Glass, neige et feu à l’Opéra de Nice illuminé comme jamais
Le feu a gagné l’opéra de Nice Côte d’azur avec une nouvelle production d’un opéra de Philip Glass. Après Akhnaten, l’hypnotisant Satyagraha a illuminé toute la salle enflammant tout sur son passage. Explications…
« I Did It Again… », le petit air de Britney Spears trottait dans la tête, ce vendredi 3 octobre 2025, avant de franchir les portes de l’Opéra de Nice Côte d'Azur. En effet, en ouvrant sa saison avec Satyagraha de Philip Glass, Bertrand Rossi, énergique et brillant directeur de la belle maison de la promenade des Anglais, l’a encore fait ! Après Akhnaten en 2021, de nouveau, il a osé mettre en lumière la musique répétitive et hypnotique du compositeur contemporain, poussant encore un peu plus loin l’audace. Le public niçois et les nombreux amateurs venus d’ailleurs ont eu la primeur de la création française de l’œuvre de Glass avant l’Opéra national de Paris (qui propose une nouvelle production signée Bobbi Jene Smith, en avril 2026). Pour réussir cette entrée, tous les moyens ont été réunis.
Et la lumière fut à l’Opéra de Nice, partout, partout, partout !
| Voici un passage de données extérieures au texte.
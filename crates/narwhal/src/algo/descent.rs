//! Stress majorization by gradient descent with Runge-Kutta steps.
//!
//! Positions live in one `DVector` per axis. Each step computes the stress gradient and the
//! per-axis Hessian from the ideal distance matrix `d` (optionally weighted by `g`), moves along
//! the gradient by the optimal step size, and hands the tentative positions to a [`Project`]
//! hook that may snap them back onto a feasible set.

use super::XorShift64Star;
use crate::error::Result;
use nalgebra::{DMatrix, DVector};
use rustc_hash::FxHashMap;

/// Hook through which hard constraints are applied after each descent step.
///
/// `project_x` receives the pre-step positions `(x0, y0)` and the tentative x coordinates to fix
/// up in place; `project_y` receives the already-projected x and the tentative y coordinates.
pub trait Project {
    fn project_x(&mut self, x0: &[f64], y0: &[f64], x: &mut [f64]) -> Result<()>;
    fn project_y(&mut self, x0: &[f64], y0: &[f64], y: &mut [f64]) -> Result<()>;

    /// Whether projection does anything; the second, corrective half-step is skipped otherwise.
    fn is_active(&self) -> bool {
        true
    }
}

/// No constraints.
#[derive(Debug, Clone, Copy, Default)]
pub struct Unconstrained;

impl Project for Unconstrained {
    fn project_x(&mut self, _x0: &[f64], _y0: &[f64], _x: &mut [f64]) -> Result<()> {
        Ok(())
    }

    fn project_y(&mut self, _x0: &[f64], _y0: &[f64], _y: &mut [f64]) -> Result<()> {
        Ok(())
    }

    fn is_active(&self) -> bool {
        false
    }
}

impl<P: Project> Project for Option<P> {
    fn project_x(&mut self, x0: &[f64], y0: &[f64], x: &mut [f64]) -> Result<()> {
        match self {
            Some(p) => p.project_x(x0, y0, x),
            None => Ok(()),
        }
    }

    fn project_y(&mut self, x0: &[f64], y0: &[f64], y: &mut [f64]) -> Result<()> {
        match self {
            Some(p) => p.project_y(x0, y0, y),
            None => Ok(()),
        }
    }

    fn is_active(&self) -> bool {
        self.as_ref().is_some_and(|p| p.is_active())
    }
}

/// Positions pinned by index.
#[derive(Debug, Clone, Default)]
pub struct Locks {
    locks: FxHashMap<usize, [f64; 2]>,
}

impl Locks {
    pub fn add(&mut self, id: usize, p: [f64; 2]) {
        self.locks.insert(id, p);
    }

    pub fn clear(&mut self) {
        self.locks.clear();
    }

    pub fn is_empty(&self) -> bool {
        self.locks.is_empty()
    }

    pub fn get(&self, id: usize) -> Option<[f64; 2]> {
        self.locks.get(&id).copied()
    }

    pub fn iter(&self) -> impl Iterator<Item = (usize, [f64; 2])> + '_ {
        self.locks.iter().map(|(&id, &p)| (id, p))
    }
}

type Positions = [DVector<f64>; 2];

#[derive(Debug, Clone)]
pub struct Descent {
    pub x: Positions,
    pub d: DMatrix<f64>,
    pub g: Option<DMatrix<f64>>,
    /// Relative stress change below which `run` stops early.
    pub threshold: f64,
    pub locks: Locks,
    /// The first `num_grid_snap_nodes` positions are attracted to a grid of `snap_grid_size`.
    pub num_grid_snap_nodes: usize,
    pub snap_grid_size: f64,
    pub snap_strength: f64,
    pub scale_snap_by_max_h: bool,
    n: usize,
    min_d: f64,
    h: [DMatrix<f64>; 2],
    grad: Positions,
    rng: XorShift64Star,
}

impl Descent {
    pub fn new(x: Positions, d: DMatrix<f64>) -> Self {
        let n = x[0].len();
        let mut min_d = f64::MAX;
        for i in 0..n {
            for j in (i + 1)..n {
                let v = d[(i, j)];
                if v > 0.0 && v < min_d {
                    min_d = v;
                }
            }
        }
        if min_d == f64::MAX {
            min_d = 1.0;
        }
        Self {
            x,
            d,
            g: None,
            threshold: 1e-4,
            locks: Locks::default(),
            num_grid_snap_nodes: 0,
            snap_grid_size: 100.0,
            snap_strength: 1000.0,
            scale_snap_by_max_h: false,
            n,
            min_d,
            h: [DMatrix::zeros(n, n), DMatrix::zeros(n, n)],
            grad: [DVector::zeros(n), DVector::zeros(n)],
            rng: XorShift64Star::new(1),
        }
    }

    pub fn with_seed(mut self, seed: u64) -> Self {
        self.rng = XorShift64Star::new(seed);
        self
    }

    pub fn node_count(&self) -> usize {
        self.n
    }

    pub fn create_square_matrix(n: usize, f: impl FnMut(usize, usize) -> f64) -> DMatrix<f64> {
        DMatrix::from_fn(n, n, f)
    }

    /// Random direction scaled to the smallest ideal distance, to pull coincident points apart.
    fn offset_dir(&mut self) -> [f64; 2] {
        let mut u = [0.0; 2];
        let mut l = 0.0;
        for v in &mut u {
            *v = self.rng.next_between(0.01, 1.0) - 0.5;
            l += *v * *v;
        }
        let l = l.sqrt();
        u.map(|v| v * self.min_d / l)
    }

    fn compute_derivatives(&mut self, x: &mut Positions) {
        let n = self.n;
        if n < 1 {
            return;
        }
        let mut max_h = 0.0f64;
        for u in 0..n {
            let mut huu = [0.0; 2];
            for i in 0..2 {
                self.grad[i][u] = 0.0;
            }
            for v in 0..n {
                if u == v {
                    continue;
                }
                let mut d = [0.0; 2];
                let mut d2 = [0.0; 2];
                let mut distance_squared;
                let mut attempts = n;
                loop {
                    distance_squared = 0.0;
                    for i in 0..2 {
                        let dx = x[i][u] - x[i][v];
                        d[i] = dx;
                        d2[i] = dx * dx;
                        distance_squared += d2[i];
                    }
                    if distance_squared > 1e-9 || attempts == 0 {
                        break;
                    }
                    attempts -= 1;
                    let rd = self.offset_dir();
                    for i in 0..2 {
                        x[i][v] += rd[i];
                    }
                }
                let distance = distance_squared.sqrt();
                let ideal = self.d[(u, v)];
                let mut weight = self.g.as_ref().map_or(1.0, |g| g[(u, v)]);
                // Pairs weighted above 1 only repel: once they are far enough apart, ignore them.
                if (weight > 1.0 && distance > ideal) || !ideal.is_finite() || ideal <= 0.0 {
                    for i in 0..2 {
                        self.h[i][(u, v)] = 0.0;
                    }
                    continue;
                }
                if weight > 1.0 {
                    weight = 1.0;
                }
                let ideal_squared = ideal * ideal;
                let gs = 2.0 * weight * (distance - ideal) / (ideal_squared * distance);
                let distance_cubed = distance_squared * distance;
                let hs = 2.0 * -weight / (ideal_squared * distance_cubed);
                for i in 0..2 {
                    self.grad[i][u] += d[i] * gs;
                    let huv = hs * (2.0 * distance_cubed + ideal * (d2[i] - distance_squared));
                    self.h[i][(u, v)] = huv;
                    huu[i] -= huv;
                }
            }
            for i in 0..2 {
                self.h[i][(u, u)] = huu[i];
                max_h = max_h.max(huu[i]);
            }
        }

        let r = self.snap_grid_size / 2.0;
        let grid = self.snap_grid_size;
        let k = self.snap_strength / (r * r);
        for u in 0..self.num_grid_snap_nodes.min(n) {
            for i in 0..2 {
                let xiu = x[i][u];
                let m = xiu / grid;
                let f = m % 1.0;
                let q = m - f;
                let dx = if f.abs() <= 0.5 {
                    xiu - q * grid
                } else if xiu > 0.0 {
                    xiu - (q + 1.0) * grid
                } else {
                    xiu - (q - 1.0) * grid
                };
                if -r < dx && dx <= r {
                    let s = if self.scale_snap_by_max_h { max_h * k } else { k };
                    self.grad[i][u] += s * dx;
                    self.h[i][(u, u)] += s;
                }
            }
        }

        for (u, p) in self.locks.iter() {
            if u >= n {
                continue;
            }
            for i in 0..2 {
                self.h[i][(u, u)] += max_h;
                self.grad[i][u] -= max_h * (p[i] - x[i][u]);
            }
        }
    }

    /// Optimal step length along `d` for the current quadratic model.
    fn compute_step_size(&self, d: &Positions) -> f64 {
        let mut numerator = 0.0;
        let mut denominator = 0.0;
        for i in 0..2 {
            numerator += self.grad[i].dot(&d[i]);
            let hd = &self.h[i] * &d[i];
            denominator += d[i].dot(&hd);
        }
        if denominator == 0.0 || !denominator.is_finite() {
            return 0.0;
        }
        numerator / denominator
    }

    fn step_and_project(
        &self,
        x0: &Positions,
        r: &mut Positions,
        d: &Positions,
        step_size: f64,
        project: &mut dyn Project,
    ) -> Result<()> {
        r.clone_from(x0);
        r[0].axpy(-step_size, &d[0], 1.0);
        project.project_x(x0[0].as_slice(), x0[1].as_slice(), r[0].as_mut_slice())?;
        r[1].axpy(-step_size, &d[1], 1.0);
        let [rx, ry] = r;
        project.project_y(rx.as_slice(), x0[1].as_slice(), ry.as_mut_slice())?;
        Ok(())
    }

    fn compute_next_position(
        &mut self,
        x0: &mut Positions,
        project: &mut dyn Project,
    ) -> Result<Positions> {
        self.compute_derivatives(x0);
        let alpha = self.compute_step_size(&self.grad);
        let grad = self.grad.clone();
        let mut r = x0.clone();
        self.step_and_project(x0, &mut r, &grad, alpha, project)?;

        if project.is_active() {
            let e: Positions = [&x0[0] - &r[0], &x0[1] - &r[1]];
            let beta = self.compute_step_size(&e).clamp(0.2, 1.0);
            self.step_and_project(x0, &mut r, &e, beta, project)?;
        }
        Ok(r)
    }

    /// One classic RK4 step. Returns the squared displacement of all positions.
    pub fn runge_kutta(&mut self, project: &mut dyn Project) -> Result<f64> {
        let mut x0 = self.x.clone();
        let a = self.compute_next_position(&mut x0, project)?;
        let mut ia = mid(&x0, &a);
        let b = self.compute_next_position(&mut ia, project)?;
        let mut ib = mid(&x0, &b);
        let c = self.compute_next_position(&mut ib, project)?;
        let mut ic = c.clone();
        let d = self.compute_next_position(&mut ic, project)?;

        let mut next: Positions = [DVector::zeros(self.n), DVector::zeros(self.n)];
        for i in 0..2 {
            next[i] = (&a[i] + &b[i] * 2.0 + &c[i] * 2.0 + &d[i]) / 6.0;
        }
        self.pin_locked(&mut next);

        let mut disp = 0.0;
        for i in 0..2 {
            disp += (&x0[i] - &next[i]).norm_squared();
        }
        self.x = next;
        Ok(disp)
    }

    /// Plain gradient step without projection; returns the new stress.
    pub fn reduce_stress(&mut self) -> f64 {
        let mut x = self.x.clone();
        self.compute_derivatives(&mut x);
        let alpha = self.compute_step_size(&self.grad);
        for i in 0..2 {
            x[i].axpy(-alpha, &self.grad[i], 1.0);
        }
        self.pin_locked(&mut x);
        self.x = x;
        self.compute_stress()
    }

    /// Runs up to `iterations` RK steps, stopping once the relative change of the step
    /// displacement drops below `threshold`. Returns the last displacement.
    pub fn run(&mut self, iterations: usize, project: &mut dyn Project) -> Result<f64> {
        let mut stress = f64::MAX;
        let mut remaining = iterations;
        while remaining > 0 {
            remaining -= 1;
            let s = self.runge_kutta(project)?;
            let converged = (stress / s - 1.0).abs() < self.threshold;
            stress = s;
            if converged {
                break;
            }
        }
        Ok(stress)
    }

    pub fn compute_stress(&self) -> f64 {
        let mut stress = 0.0;
        for u in 0..self.n {
            for v in (u + 1)..self.n {
                let ideal = self.d[(u, v)];
                if !ideal.is_finite() || ideal <= 0.0 {
                    continue;
                }
                let dx = self.x[0][u] - self.x[0][v];
                let dy = self.x[1][u] - self.x[1][v];
                let l = (dx * dx + dy * dy).sqrt();
                let rl = ideal - l;
                stress += rl * rl / (ideal * ideal);
            }
        }
        stress
    }

    fn pin_locked(&self, x: &mut Positions) {
        for (u, p) in self.locks.iter() {
            if u < self.n {
                x[0][u] = p[0];
                x[1][u] = p[1];
            }
        }
    }
}

fn mid(a: &Positions, b: &Positions) -> Positions {
    [
        &a[0] + (&b[0] - &a[0]) / 2.0,
        &a[1] + (&b[1] - &a[1]) / 2.0,
    ]
}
Lorsqu’en 2021, le succès public et critique est venu couronner le travail et les efforts de toutes les équipes de l’Opéra de Nice Côte d’Azur, Bertrand Rossi a fait figure de précurseur courageux. Malgré l’engouement certain pour cette musique dite « minimaliste », très peu de maisons d’opéra n’avaient osé mettre en scène les ouvrages de Philip Glass. Proposer Akhnaten à ce public niçois réputé, à tort, conservateur était une véritable gageure. La nouvelle production de Satyagraha, épisode deux de la trilogie des hommes visionnaires, inspirée par ceux « qui ont changé le monde dans lequel ils vivent par le pouvoir de leurs idées » était particulièrement attendue mais risquée. En choisissant de reformer la même équipe, Rossi s’exposait à une routine qui aurait pu affadir le souvenir. Et c’est tout l’inverse qui s’est produit ! Entretenant la légende, Lucinda Childs, la compagne des premiers succès de Philip Glass mais aussi de Bob Wilson (créateurs d’Einstein on the Beach), est l’évidence même à la mise en scène et à la chorégraphie. Comme dans Akhnaten, il est heureux de retrouver la fluidité des corps dans les mouvements simples et envoûtants, interprétés avec grâce par le Ballet de l’Opéra Nice Côte d’Azur. De même, les images qui changent l’échelle des danseurs devenus géants démultipliés sont un ravissement qui vont bientôt envahir tout l’espace de la salle. Les « expériences immersives » ou en « réalité augmentée » souvent vendues à peu de frais pour épater la galerie prennent ici un sens. Sublimée par la musique, la beauté des vidéos d’Etienne Guiol projetées sur tous les murs de l’Opéra de Nice sert le propos en l’illustrant.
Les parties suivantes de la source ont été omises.